Entering one illustration created for a book in HaveIBeenTrained produced all these others. Excerpts from “The Wonderful World of Lily Lux” by Iris Luckhaus and Matthias Klesse, Hoffmann & Campe Verlag; with permission from the author.

Not everyone is as complimentary. The musicians simply created a system for thieves to return stolen goods, some argue; A.I. companies should train their tools on images that people have chosen to opt in, not put it on artists to opt out. “Being able to plagiarize a work just because the artist didn’t find this campaign is absurd,” one photographer, who goes by @Withanhmedia on Twitter, wrote. Artist manifestos and lawsuits make a similar point. In February, Getty Images, which is notoriously protective of its images, sued Stability AI, arguing that by copying more than 12 million of its images, the company had committed “brazen infringement” of intellectual property.

The second critique says that it’s too late to get A.I. tools to unsee artistic influences, since the current models are already being used. In a twist on this, Christoph Schuhmann, one of the founders of LAION, told CNN last year that opting out is useless unless the entire A.I. industry respects requests. (LAION has not yet formally agreed to remove opted-out images from future training sets; only Stability AI has.)

Still others say that Spawning, a tiny company, is not equipped to be the world’s official A.I. referee. Yes, their free tool makes it easy to opt out—or, another feature, opt in—images, but verifying identity is a huge undertaking, they say. (Spawning says it’s fine-tuning its system.)

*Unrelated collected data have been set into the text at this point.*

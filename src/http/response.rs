// Copyright 2024 The vev developers
//
// Licensed under the Apache License, Version 2.0 (the "License");
// you may not use this file except in compliance with the License.
// You may obtain a copy of the License at
//
//     http://www.apache.org/licenses/LICENSE-2.0
//
// Unless required by applicable law or agreed to in writing, software
// distributed under the License is distributed on an "AS IS" BASIS,
// WITHOUT WARRANTIES OR CONDITIONS OF ANY KIND, either express or implied.
// See the License for the specific language governing permissions and
// limitations under the License.

//! Response construction: status line and headers into the write buffer,
//! the file payload as a read-only memory mapping.
//!
//! The file is resolved under the resource root. Missing or non-regular
//! paths become 404, files without the other-read bit 403. Error statuses
//! are served from `<code>.html` in the resource root when present, else
//! from a small inline HTML body appended to the write buffer.

use std::fs::File;
use std::os::unix::fs::PermissionsExt;
use std::path::{Path, PathBuf};

use memmap2::Mmap;
use tracing::debug;

use crate::buffer::Buffer;
use crate::http::{Status, Version};

/// A response for one request/response turn.
#[derive(Debug)]
pub struct Response {
    status: Status,
    version: Version,
    keep_alive: bool,
    src_dir: PathBuf,
    path: PathBuf,
    mmap: Option<Mmap>,
}

impl Response {
    /// Stages a response for `path` (as routed) under `src_dir`.
    pub fn new(
        src_dir: &Path,
        path: &str,
        version: Version,
        keep_alive: bool,
        status: Status,
    ) -> Self {
        Self {
            status,
            version,
            keep_alive,
            src_dir: src_dir.to_path_buf(),
            path: src_dir.join(path.trim_start_matches('/')),
            mmap: None,
        }
    }

    /// Resolves the file, settles the final status, and writes the status
    /// line and headers (plus an inline error body when there is no file to
    /// map) into `buf`. File payloads are mapped and exposed via [`file`].
    ///
    /// [`file`]: Self::file
    pub fn build(&mut self, buf: &mut Buffer) {
        if self.status == Status::Ok {
            self.status = match std::fs::metadata(&self.path) {
                Ok(meta) if !meta.is_file() => Status::NotFound,
                Ok(meta) if meta.permissions().mode() & 0o004 == 0 => Status::Forbidden,
                Ok(_) => Status::Ok,
                Err(_) => Status::NotFound,
            };
        }
        if self.status != Status::Ok {
            self.keep_alive = self.keep_alive && self.status != Status::BadRequest;
            let error_page = self.src_dir.join(format!("{}.html", self.status));
            if error_page.is_file() {
                self.path = error_page;
            } else {
                self.path.clear();
            }
        }

        self.mmap = self.map_file();

        buf.append(format!("{} {} {}\r\n", self.version, self.status, self.status.reason()).as_bytes());
        if self.keep_alive {
            buf.append(b"Connection: keep-alive\r\n");
            buf.append(b"keep-alive: max=6, timeout=120\r\n");
        } else {
            buf.append(b"Connection: close\r\n");
        }

        match &self.mmap {
            Some(m) => {
                buf.append(format!("Content-Type: {}\r\n", content_type(&self.path)).as_bytes());
                buf.append(format!("Content-Length: {}\r\n\r\n", m.len()).as_bytes());
            }
            None => {
                let body = self.error_body();
                buf.append(b"Content-Type: text/html\r\n");
                buf.append(format!("Content-Length: {}\r\n\r\n", body.len()).as_bytes());
                buf.append(body.as_bytes());
            }
        }
    }

    fn map_file(&self) -> Option<Mmap> {
        if self.path.as_os_str().is_empty() {
            return None;
        }
        let file = File::open(&self.path).ok()?;
        if file.metadata().ok()?.len() == 0 {
            return None;
        }
        // Safety: the mapping is read-only and pages are only touched while
        // the map is alive; a concurrent truncation of a resource file would
        // fault, which is accepted for a static resource tree.
        match unsafe { Mmap::map(&file) } {
            Ok(m) => Some(m),
            Err(e) => {
                debug!(path = %self.path.display(), error = %e, "mmap failed");
                None
            }
        }
    }

    fn error_body(&self) -> String {
        format!(
            "<html><title>Error</title><body bgcolor=\"ffffff\">\
             {} : {}\n<p>{}</p><hr><em>vev</em></body></html>",
            self.status,
            self.status.reason(),
            match self.status {
                Status::Ok => "File is empty!",
                _ => "File NotFound!",
            }
        )
    }

    /// Final status after [`build`](Self::build).
    pub fn status(&self) -> Status {
        self.status
    }

    /// The mapped file payload, if any.
    pub fn file(&self) -> Option<&[u8]> {
        self.mmap.as_deref()
    }

    /// Whether the connection stays open after this response.
    pub fn is_keep_alive(&self) -> bool {
        self.keep_alive
    }

    /// Releases the file mapping.
    pub fn unmap(&mut self) {
        self.mmap = None;
    }
}

/// Content type by file extension, `text/plain` when unknown.
fn content_type(path: &Path) -> &'static str {
    match path.extension().and_then(|e| e.to_str()) {
        Some("html" | "htm") => "text/html",
        Some("css") => "text/css",
        Some("js") => "text/javascript",
        Some("txt") => "text/plain",
        Some("xml") => "text/xml",
        Some("json") => "application/json",
        Some("png") => "image/png",
        Some("gif") => "image/gif",
        Some("jpg" | "jpeg") => "image/jpeg",
        Some("ico") => "image/x-icon",
        Some("mp4") => "video/mp4",
        Some("avi") => "video/x-msvideo",
        Some("mp3") => "audio/mpeg",
        Some("pdf") => "application/pdf",
        Some("gz") => "application/x-gzip",
        Some("tar") => "application/x-tar",
        _ => "text/plain",
    }
}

A rather different rebuttal to the effort is that there’s no legal basis to give artists any kind of control over whether machines study their work because, as Peter Kafka of Vox summed it up: “There’s no law against learning,” and “turning one set of data—even if you don’t own it—into something entirely different is protected by the law.”

Alongside these arguments, you’ll find artists like Neil Turkewitz, a copyright activist, who praised the Spawning endeavor on Twitter while also arguing that it’s best to see it as “a step towards accountability and not the destination.” Luckhaus agrees that the realm of training sets needs regulation as well, but for now, Spawning is the only endeavor offering her a concrete way to protect her images. For that, she is grateful.